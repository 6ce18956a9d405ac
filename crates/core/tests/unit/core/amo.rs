//! Atomic instruction tests: LR/SC reservations and the AMO set.

use pretty_assertions::assert_eq;
use rstest::rstest;

use crate::common::builder::{amoadd_w, enc_r, lr_w, sc_w, sw};
use crate::common::harness::{RAM_BASE, machine, set_pc, write_words};
use rv32sim_core::exec::exec_one;
use rv32sim_core::soc::phys_read;

const WORD: u32 = RAM_BASE + 0x900;

#[test]
fn lr_then_sc_succeeds() {
    let mut m = machine();
    write_words(&m, WORD, &[41]);
    write_words(&m, RAM_BASE, &[lr_w(5, 1), sc_w(6, 2, 1)]);
    set_pc(&mut m, RAM_BASE);

    m.with_hart(0, |m, cpu| {
        cpu.x[1] = WORD;
        cpu.x[2] = 42;
        assert!(exec_one(m, cpu));
        assert_eq!(cpu.x[5], 41, "lr loads the old value");
        assert!(m.shared(0).reservation_valid());

        assert!(exec_one(m, cpu));
        assert_eq!(cpu.x[6], 0, "sc success writes 0");
        assert!(!m.shared(0).reservation_valid(), "sc consumes the reservation");
    });
    assert_eq!(phys_read(&m, WORD, 4), Some(42));
}

#[test]
fn sc_without_reservation_fails() {
    let mut m = machine();
    write_words(&m, WORD, &[41]);
    write_words(&m, RAM_BASE, &[sc_w(6, 2, 1)]);
    set_pc(&mut m, RAM_BASE);

    m.with_hart(0, |m, cpu| {
        cpu.x[1] = WORD;
        cpu.x[2] = 42;
        assert!(exec_one(m, cpu));
        assert_eq!(cpu.x[6], 1, "sc failure writes 1");
    });
    assert_eq!(phys_read(&m, WORD, 4), Some(41), "no store on failure");
}

#[rstest]
#[case::own_store(0)]
#[case::overlapping_byte(2)]
fn intervening_store_breaks_the_reservation(#[case] offset: i32) {
    let mut m = machine();
    write_words(&m, WORD, &[0]);
    write_words(
        &m,
        RAM_BASE,
        &[lr_w(5, 1), sw(3, 4, offset), sc_w(6, 2, 1)],
    );
    set_pc(&mut m, RAM_BASE);

    m.with_hart(0, |m, cpu| {
        cpu.x[1] = WORD;
        cpu.x[2] = 42;
        cpu.x[3] = 7;
        cpu.x[4] = WORD;
        assert!(exec_one(m, cpu));
        assert!(exec_one(m, cpu));
        assert!(!m.shared(0).reservation_valid(), "store cleared it");
        assert!(exec_one(m, cpu));
        assert_eq!(cpu.x[6], 1, "sc fails after an overlapping store");
    });
}

#[test]
fn cross_hart_store_invalidates_reservation() {
    let mut m = machine_with_two_harts();
    m.shared(0).reservation_set(WORD);
    m.shared(1).reservation_set(WORD + 0x100);

    // A store from any hart clears every overlapping reservation.
    m.invalidate_reservations(WORD + 2, 1);
    assert!(!m.shared(0).reservation_valid());
    assert!(m.shared(1).reservation_valid(), "non-overlapping survives");
}

fn machine_with_two_harts() -> rv32sim_core::Machine {
    crate::common::harness::machine_with(|opts| opts.hart_count = 2)
}

#[test]
fn amoadd_returns_old_value_and_stores_sum() {
    let mut m = machine();
    write_words(&m, WORD, &[40]);
    write_words(&m, RAM_BASE, &[amoadd_w(5, 2, 1)]);
    set_pc(&mut m, RAM_BASE);

    m.with_hart(0, |m, cpu| {
        cpu.x[1] = WORD;
        cpu.x[2] = 2;
        assert!(exec_one(m, cpu));
        assert_eq!(cpu.x[5], 40);
    });
    assert_eq!(phys_read(&m, WORD, 4), Some(42));
}

#[rstest]
#[case::amoswap(0x01, 10, 99, 99)]
#[case::amoxor(0x04, 0b1100, 0b1010, 0b0110)]
#[case::amoand(0x0c, 0b1100, 0b1010, 0b1000)]
#[case::amoor(0x08, 0b1100, 0b1010, 0b1110)]
#[case::amomin_signed(0x10, 0xffff_fffe, 5, 0xffff_fffe)]
#[case::amomax_signed(0x14, 0xffff_fffe, 5, 5)]
#[case::amominu(0x18, 0xffff_fffe, 5, 5)]
#[case::amomaxu(0x1c, 0xffff_fffe, 5, 0xffff_fffe)]
fn amo_operations(#[case] funct5: u32, #[case] old: u32, #[case] rs2: u32, #[case] result: u32) {
    let mut m = machine();
    write_words(&m, WORD, &[old]);
    write_words(&m, RAM_BASE, &[enc_r(funct5 << 2, 2, 1, 0x2, 5, 0x2f)]);
    set_pc(&mut m, RAM_BASE);

    m.with_hart(0, |m, cpu| {
        cpu.x[1] = WORD;
        cpu.x[2] = rs2;
        assert!(exec_one(m, cpu));
        assert_eq!(cpu.x[5], old, "AMO returns the old value");
    });
    assert_eq!(phys_read(&m, WORD, 4), Some(result));
}

#[test]
fn misaligned_amo_address_faults() {
    let mut m = machine();
    write_words(&m, RAM_BASE, &[lr_w(5, 1)]);
    m.with_hart(0, |_m, cpu| {
        cpu.csr[rv32sim_core::csr::MTVEC as usize] = RAM_BASE + 0x100;
    });
    set_pc(&mut m, RAM_BASE);
    m.with_hart(0, |m, cpu| {
        cpu.x[1] = WORD + 2;
        assert!(!exec_one(m, cpu));
        assert_eq!(cpu.csr[rv32sim_core::csr::MCAUSE as usize], 4);
    });
}
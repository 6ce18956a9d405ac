//! Interpreter tests: retirement bookkeeping, ALU, M-extension edge cases,
//! unaligned memory, FP data movement, and privileged no-ops.

use pretty_assertions::assert_eq;
use rstest::rstest;

use crate::common::builder::{addi, div, ebreak, enc_i, enc_r, mul, rem, sh, sw, wfi};
use crate::common::harness::{RAM_BASE, machine, set_pc, write_words};
use rv32sim_core::common::PrivilegeMode;
use rv32sim_core::csr;
use rv32sim_core::exec::exec_one;
use rv32sim_core::soc::phys_read;

#[test]
fn retirement_updates_counters_and_x0() {
    let mut m = machine();
    write_words(&m, RAM_BASE, &[addi(0, 0, 5), addi(1, 0, 7)]);
    set_pc(&mut m, RAM_BASE);

    m.with_hart(0, |m, cpu| {
        assert!(exec_one(m, cpu));
        assert_eq!(cpu.x[0], 0, "x0 stays zero even as a destination");
        assert_eq!(cpu.pc, RAM_BASE + 4);
        assert_eq!(cpu.cycle, 1);
        assert_eq!(cpu.instret, 1);
        assert_eq!(m.plat.mtime_load(), 1, "mtime ticks once per retirement");

        assert!(exec_one(m, cpu));
        assert_eq!(cpu.x[1], 7);
        assert_eq!(cpu.cycle, cpu.instret);
    });
}

#[rstest]
#[case::mul(mul(3, 1, 2), 7, 6, 42)]
#[case::div(div(3, 1, 2), 42, 7, 6)]
#[case::div_by_zero(div(3, 1, 2), 42, 0, 0xffff_ffff)]
#[case::div_overflow(div(3, 1, 2), 0x8000_0000, 0xffff_ffff, 0x8000_0000)]
#[case::rem_by_zero(rem(3, 1, 2), 42, 0, 42)]
#[case::rem_overflow(rem(3, 1, 2), 0x8000_0000, 0xffff_ffff, 0)]
fn muldiv_edge_cases(#[case] insn: u32, #[case] rs1: u32, #[case] rs2: u32, #[case] expect: u32) {
    let mut m = machine();
    write_words(&m, RAM_BASE, &[insn]);
    set_pc(&mut m, RAM_BASE);
    m.with_hart(0, |m, cpu| {
        cpu.x[1] = rs1;
        cpu.x[2] = rs2;
        assert!(exec_one(m, cpu), "M-extension never traps");
        assert_eq!(cpu.x[3], expect);
    });
}

#[test]
fn unaligned_word_store_and_load_round_trip() {
    let mut m = machine();
    let addr = RAM_BASE + 0x101; // odd address forces the byte path
    write_words(
        &m,
        RAM_BASE,
        &[
            sw(2, 1, 0),
            crate::common::builder::lw(3, 1, 0),
        ],
    );
    set_pc(&mut m, RAM_BASE);

    m.with_hart(0, |m, cpu| {
        cpu.x[1] = addr;
        cpu.x[2] = 0x1122_3344;
        assert!(exec_one(m, cpu));
        assert!(exec_one(m, cpu));
        assert_eq!(cpu.x[3], 0x1122_3344);
    });

    // The bytes landed little-endian at the unaligned address.
    assert_eq!(phys_read(&m, addr, 1), Some(0x44));
    assert_eq!(phys_read(&m, addr + 3, 1), Some(0x11));
}

#[test]
fn misaligned_pc_raises_instruction_misaligned() {
    let mut m = machine();
    m.with_hart(0, |_m, cpu| {
        cpu.csr[csr::MTVEC as usize] = RAM_BASE + 0x100;
    });
    set_pc(&mut m, RAM_BASE + 1);
    m.with_hart(0, |m, cpu| {
        assert!(!exec_one(m, cpu));
        assert_eq!(cpu.csr[csr::MCAUSE as usize], 0, "instruction misaligned");
        assert_eq!(cpu.csr[csr::MTVAL as usize], RAM_BASE + 1);
        assert_eq!(cpu.pc, RAM_BASE + 0x100);
    });
}

#[test]
fn illegal_instruction_reports_encoding() {
    let mut m = machine();
    write_words(&m, RAM_BASE, &[0x0000_007b]);
    m.with_hart(0, |_m, cpu| {
        cpu.csr[csr::MTVEC as usize] = RAM_BASE + 0x100;
    });
    set_pc(&mut m, RAM_BASE);
    m.with_hart(0, |m, cpu| {
        assert!(!exec_one(m, cpu));
        assert_eq!(cpu.csr[csr::MCAUSE as usize], 2);
        assert_eq!(cpu.csr[csr::MTVAL as usize], 0x0000_007b);
    });
}

#[test]
fn fence_retires_as_noop() {
    let mut m = machine();
    write_words(&m, RAM_BASE, &[0x0ff0_000f, 0x0000_100f]); // fence, fence.i
    set_pc(&mut m, RAM_BASE);
    m.with_hart(0, |m, cpu| {
        assert!(exec_one(m, cpu));
        assert!(exec_one(m, cpu));
        assert_eq!(cpu.instret, 2);
    });
}

#[test]
fn wfi_is_illegal_in_u_mode() {
    let mut m = machine();
    write_words(&m, RAM_BASE, &[wfi()]);
    m.with_hart(0, |_m, cpu| {
        cpu.csr[csr::MTVEC as usize] = RAM_BASE + 0x100;
    });
    set_pc(&mut m, RAM_BASE);

    m.with_hart(0, |m, cpu| {
        cpu.priv_mode = PrivilegeMode::Machine;
        assert!(exec_one(m, cpu), "wfi retires above U-mode");

        cpu.pc = RAM_BASE;
        cpu.priv_mode = PrivilegeMode::User;
        assert!(!exec_one(m, cpu));
        assert_eq!(cpu.csr[csr::MCAUSE as usize], 2);
    });
}

#[test]
fn fp_load_nan_boxes_and_store_round_trips() {
    let mut m = machine();
    let data = RAM_BASE + 0x200;
    write_words(
        &m,
        RAM_BASE,
        &[
            enc_i(0x200, 1, 0x2, 5, 0x07), // flw f5, 0x200(x1)
            enc_r(0x78, 0, 6, 0x0, 7, 0x53), // fmv.w.x f7, x6
            enc_r(0x70, 0, 5, 0x0, 8, 0x53), // fmv.x.w x8, f5
        ],
    );
    write_words(&m, data, &[0x3f80_0000]); // 1.0f
    set_pc(&mut m, RAM_BASE);

    m.with_hart(0, |m, cpu| {
        cpu.x[1] = RAM_BASE;
        cpu.x[6] = 0xc0a0_0000;
        assert!(exec_one(m, cpu));
        assert_eq!(cpu.f[5], 0xffff_ffff_3f80_0000, "flw NaN-boxes");

        assert!(exec_one(m, cpu));
        assert_eq!(cpu.f[7], 0xffff_ffff_c0a0_0000, "fmv.w.x NaN-boxes");

        assert!(exec_one(m, cpu));
        assert_eq!(cpu.x[8], 0x3f80_0000, "fmv.x.w moves the low word");
    });
}

#[test]
fn fp_arithmetic_is_illegal() {
    let mut m = machine();
    // fadd.s f1, f2, f3
    write_words(&m, RAM_BASE, &[enc_r(0x00, 3, 2, 0x0, 1, 0x53)]);
    m.with_hart(0, |_m, cpu| {
        cpu.csr[csr::MTVEC as usize] = RAM_BASE + 0x100;
    });
    set_pc(&mut m, RAM_BASE);
    m.with_hart(0, |m, cpu| {
        assert!(!exec_one(m, cpu));
        assert_eq!(cpu.csr[csr::MCAUSE as usize], 2);
    });
}

#[test]
fn partial_store_commits_up_to_protection_boundary() {
    let mut m = machine();
    // An unaligned halfword store whose second byte falls past the end of
    // DRAM: the first byte commits, the second faults.
    let last = RAM_BASE + m.plat.dram_size() - 1;
    write_words(&m, RAM_BASE, &[sh(2, 1, 0), ebreak()]);
    m.with_hart(0, |_m, cpu| {
        cpu.csr[csr::MTVEC as usize] = RAM_BASE + 0x100;
    });
    set_pc(&mut m, RAM_BASE);

    m.with_hart(0, |m, cpu| {
        cpu.x[1] = last;
        cpu.x[2] = 0xBBAA;
        assert!(!exec_one(m, cpu), "second byte faults");
        assert_eq!(cpu.csr[csr::MCAUSE as usize], 7, "store access fault");
        assert_eq!(cpu.csr[csr::MTVAL as usize], last + 1, "first failing byte");
    });
    assert_eq!(phys_read(&m, last, 1), Some(0xAA), "first byte committed");
}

• • •

> [Work required]
Exactly how many lines in the material above mention the word "addi"? Give the number and nothing besides.

> [Task result]
2